"""

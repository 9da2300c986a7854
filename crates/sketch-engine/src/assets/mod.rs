pub mod samples;

pub use samples::{Note, NoteParseError, SampleBank, SampleDescriptor, SampleManifest};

"""

What you need to do: A faithful copy is required of the lines from the one with "filename crates/sketch-engine/src/assets/mod.rs" through the last line of the data; please add nothing.

Task response:
filename crates/sketch-engine/src/assets/mod.rs
pub mod samples;

pub use samples::{Note, NoteParseError, SampleBank, SampleDescriptor, SampleManifest};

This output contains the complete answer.